An important secondary benefit of the management plans is that other wild animal populations have also recovered. Numerous respondents indicated that they more frequently spot wild animals and see more each year. Monkeys, caiman, giant river otters, majaz, deer, tapirs, dolphins, and huanganos can be found closer to the communities. A Yarina group member commented that until recently, caiman and giant river otters were not found close to communities due to illegal hunting. Although a variety of factors might have led to the recovery of these other resources, allowing fish and turtle populations to recover may have increased the numbers of aquatic predator species. Better management of palm species led to thicker palm groves with more fruit-bearing trees that probably enhanced wildlife habitat near the villages. There have been no documented conflicts between humans and wildlife in the area because of resource recuperation, and villagers are pleased that they do not have to travel as far to hunt. Some have expressed concern about the increase in giant river otters because the mammals can break their fishing nets (Noriega, personal communication, 2008).

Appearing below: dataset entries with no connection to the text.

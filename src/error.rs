use thiserror::Error;

#[derive(Error, Debug)]
pub enum Error {
    #[error("IO error: {0}")]
    Io(#[from] std::io::Error),

    #[error("invalid configuration: {0}")]
    Config(String),

    #[error("cannot parse config file: {0}")]
    Toml(#[from] toml::de::Error),

    /// No endpoints could be produced and direct execution is not allowed.
    #[error("no endpoints available")]
    NoEndpoints,
}

pub type Result<T> = std::result::Result<T, Error>;
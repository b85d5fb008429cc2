use crate::provider::Provider;
use anyhow::{anyhow, bail, Result};
use async_trait::async_trait;
use base64::{engine::general_purpose, Engine as _};
use regex::Regex;
use reqwest::Client;
use scraper::{Html, Selector};

const COOL_PROXY_URL: &str = "https://www.cool-proxy.net/proxies/http_proxy_list/sort:score/direction:desc";

/// cool-proxy.net hides each IP as a rot13'd base64 string inside a script tag.
pub struct CoolProxy;

impl CoolProxy {
    pub fn new() -> Self {
        Self
    }
}

impl Default for CoolProxy {
    fn default() -> Self {
        Self::new()
    }
}

fn rot13(c: char) -> char {
    match c {
        'A'..='Z' => ((c as u8 - b'A' + 13) % 26 + b'A') as char,
        'a'..='z' => ((c as u8 - b'a' + 13) % 26 + b'a') as char,
        _ => c,
    }
}

fn decode_ip(encoded: &str) -> Option<String> {
    let rotated: String = encoded.chars().map(rot13).collect();
    let bytes = general_purpose::STANDARD.decode(rotated).ok()?;
    String::from_utf8(bytes).ok()
}

fn parse_page(body: &str) -> Result<Vec<String>> {
    let doc = Html::parse_document(body);
    let ip_selector = Selector::parse("#main table tr td:nth-child(1):not([colspan]) script")
        .map_err(|e| anyhow!("bad ip selector: {}", e))?;
    let port_selector = Selector::parse("#main table tr td:nth-child(2)")
        .map_err(|e| anyhow!("bad port selector: {}", e))?;

    let scripts: Vec<String> = doc.select(&ip_selector).map(|e| e.inner_html()).collect();
    let ports: Vec<String> = doc
        .select(&port_selector)
        .map(|e| e.text().collect::<String>().trim().to_string())
        .collect();

    if scripts.is_empty() {
        bail!("ip not found");
    }
    if scripts.len() != ports.len() {
        bail!("found {} ips but {} ports", scripts.len(), ports.len());
    }

    let quoted = Regex::new(r#""(.*?[^\\])""#)?;
    Ok(scripts
        .iter()
        .zip(ports)
        .filter_map(|(script, port)| {
            let encoded = quoted.captures(script)?.get(1)?;
            decode_ip(encoded.as_str()).map(|ip| format!("{}:{}", ip, port))
        })
        .collect())
}

#[async_trait]
impl Provider for CoolProxy {
    async fn list(&self, client: &Client) -> Result<Vec<String>> {
        let resp = client.get(COOL_PROXY_URL).send().await?;
        if !resp.status().is_success() {
            bail!("status code {}", resp.status());
        }
        parse_page(&resp.text().await?)
    }

    fn name(&self) -> &'static str {
        "www.cool-proxy.net"
    }
}
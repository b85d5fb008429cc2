//! Process-wide progress counters shared by every worker lifeline.

use log::info;
use serde::Serialize;
use std::sync::atomic::{AtomicBool, AtomicU64, AtomicUsize, Ordering};
use std::sync::Arc;
use std::time::{Duration, SystemTime, UNIX_EPOCH};
use tokio_util::sync::CancellationToken;

#[derive(Debug, Clone, PartialEq, Eq, Serialize)]
pub struct StatusSnapshot {
    pub is_running: bool,
    pub shutting_down: bool,
    pub total_workers: usize,
    pub active_workers: usize,
    pub completed_cycles: usize,
    pub start_time: Option<SystemTime>,
    pub last_update: SystemTime,
}

impl StatusSnapshot {
    pub fn uptime(&self) -> Option<Duration> {
        let start = self.start_time?;
        SystemTime::now().duration_since(start).ok()
    }
}

/// Lock-free counter set. Each field is its own atomic, so concurrent
/// increments never get lost and a snapshot never sees a torn value.
#[derive(Debug, Default)]
pub struct StatusAggregator {
    is_running: AtomicBool,
    shutting_down: AtomicBool,
    total_workers: AtomicUsize,
    active_workers: AtomicUsize,
    completed_cycles: AtomicUsize,
    // millis since the epoch; 0 = unset
    start_time: AtomicU64,
    last_update: AtomicU64,
}

fn now_millis() -> u64 {
    SystemTime::now()
        .duration_since(UNIX_EPOCH)
        .map(|d| d.as_millis() as u64)
        .unwrap_or(0)
}

fn from_millis(ms: u64) -> SystemTime {
    UNIX_EPOCH + Duration::from_millis(ms)
}

impl StatusAggregator {
    pub fn new() -> Self {
        Self::default()
    }

    fn touch(&self) {
        self.last_update.store(now_millis(), Ordering::Release);
    }

    /// Zeroes the counters and marks a new run as started.
    pub fn reset(&self, total_workers: usize) {
        self.total_workers.store(total_workers, Ordering::Release);
        self.active_workers.store(0, Ordering::Release);
        self.completed_cycles.store(0, Ordering::Release);
        self.shutting_down.store(false, Ordering::Release);
        self.start_time.store(now_millis(), Ordering::Release);
        self.is_running.store(true, Ordering::Release);
        self.touch();
    }

    /// Absolute set, clamped to `total_workers`. Lifelines use
    /// [`enter_cycle`](Self::enter_cycle) instead.
    ///
    /// Do not call this while [`ActiveGuard`]s are outstanding: the store
    /// overwrites their increments, and their later drops stop at zero, so
    /// the count ends up below the number of cycles actually running.
    pub fn set_active(&self, n: usize) {
        let cap = self.total_workers.load(Ordering::Acquire);
        self.active_workers.store(n.min(cap), Ordering::Release);
        self.touch();
    }

    pub fn add_completed(&self, n: usize) {
        self.completed_cycles.fetch_add(n, Ordering::AcqRel);
        self.touch();
    }

    /// Marks one lifeline as inside a cycle until the guard drops.
    pub fn enter_cycle(self: &Arc<Self>) -> ActiveGuard {
        self.active_workers.fetch_add(1, Ordering::AcqRel);
        self.touch();
        ActiveGuard {
            status: Arc::clone(self),
        }
    }

    fn exit_cycle(&self) {
        let _ = self
            .active_workers
            .fetch_update(Ordering::AcqRel, Ordering::Acquire, |n| n.checked_sub(1));
        self.touch();
    }

    pub fn request_shutdown(&self) {
        self.shutting_down.store(true, Ordering::Release);
        self.touch();
    }

    /// Freezes the run: not running, nobody active.
    pub fn finish(&self) {
        self.active_workers.store(0, Ordering::Release);
        self.is_running.store(false, Ordering::Release);
        self.touch();
    }

    pub fn snapshot(&self) -> StatusSnapshot {
        let total_workers = self.total_workers.load(Ordering::Acquire);
        let start = self.start_time.load(Ordering::Acquire);
        StatusSnapshot {
            is_running: self.is_running.load(Ordering::Acquire),
            shutting_down: self.shutting_down.load(Ordering::Acquire),
            total_workers,
            active_workers: self.active_workers.load(Ordering::Acquire).min(total_workers),
            completed_cycles: self.completed_cycles.load(Ordering::Acquire),
            start_time: (start != 0).then(|| from_millis(start)),
            last_update: from_millis(self.last_update.load(Ordering::Acquire)),
        }
    }
}

/// Decrements the active count on drop, including during a panic unwind.
#[derive(Debug)]
pub struct ActiveGuard {
    status: Arc<StatusAggregator>,
}

impl Drop for ActiveGuard {
    fn drop(&mut self) {
        self.status.exit_cycle();
    }
}

/// Consumer of status snapshots, e.g. a dashboard or a log line.
pub trait StatusSink: Send + Sync {
    fn publish(&self, snapshot: &StatusSnapshot);
}

#[derive(Debug, Default)]
pub struct LogSink;

impl StatusSink for LogSink {
    fn publish(&self, s: &StatusSnapshot) {
        let uptime = s.uptime().map(|d| d.as_secs()).unwrap_or(0);
        info!(
            "status: {} | workers {}/{} active | {} cycles completed | uptime {}h {}m {}s",
            if s.is_running { "running" } else { "idle" },
            s.active_workers,
            s.total_workers,
            s.completed_cycles,
            uptime / 3600,
            (uptime % 3600) / 60,
            uptime % 60
        );
    }
}

/// Whether a status sink is attached, decided once at startup.
#[derive(Clone, Default)]
pub enum StatusReporter {
    #[default]
    Absent,
    Present {
        sink: Arc<dyn StatusSink>,
        interval: Duration,
    },
}

impl StatusReporter {
    pub fn from_interval(sink: Arc<dyn StatusSink>, interval: Duration) -> Self {
        if interval.is_zero() {
            StatusReporter::Absent
        } else {
            StatusReporter::Present { sink, interval }
        }
    }

    /// Publishes periodically until `stop` is cancelled, then once more.
    pub fn spawn(
        &self,
        status: Arc<StatusAggregator>,
        stop: CancellationToken,
    ) -> Option<tokio::task::JoinHandle<()>> {
        let StatusReporter::Present { sink, interval } = self else {
            return None;
        };
        let sink = sink.clone();
        let interval = *interval;
        Some(tokio::spawn(async move {
            let mut ticker = tokio::time::interval(interval);
            loop {
                tokio::select! {
                    _ = stop.cancelled() => break,
                    _ = ticker.tick() => sink.publish(&status.snapshot()),
                }
            }
            sink.publish(&status.snapshot());
        }))
    }
}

Management Plans: Development Aspects
The principal goals of each management plan included making sustainable-resource extraction economically viable, and improving the economic conditions of families involved. Participants received direct economic earnings from managed resources, and profits were divided equitably among members. Groups designated a few members to sell their products.
In 2005, Yacu Tayta commercialized 2369 kg of paiche and obtained gross earnings of Peruvian Nuevos Soles (PEN) 111 845 (approximately U.S.$3759 ). Also in 2005, Yacu Tayta commercialized 15 733 arawana fry, generating gross earnings of PEN 47 199 (approximately U.S.$15 000). The annual average income for paiche and arawana fishermen from the Yacu Tayta management group increased from PEN 1548 (approximately U.S.$515) in 2000 and 2001 to PEN 3800 (approximately U.S.$1270) in 2003 and 2004 (Ísola, personal communication, 2007). The community of Yarina received gross earnings of PEN 70 000 (approximately U.S.$22 250) for yarina palms in the year 2005 (INRENA 2006).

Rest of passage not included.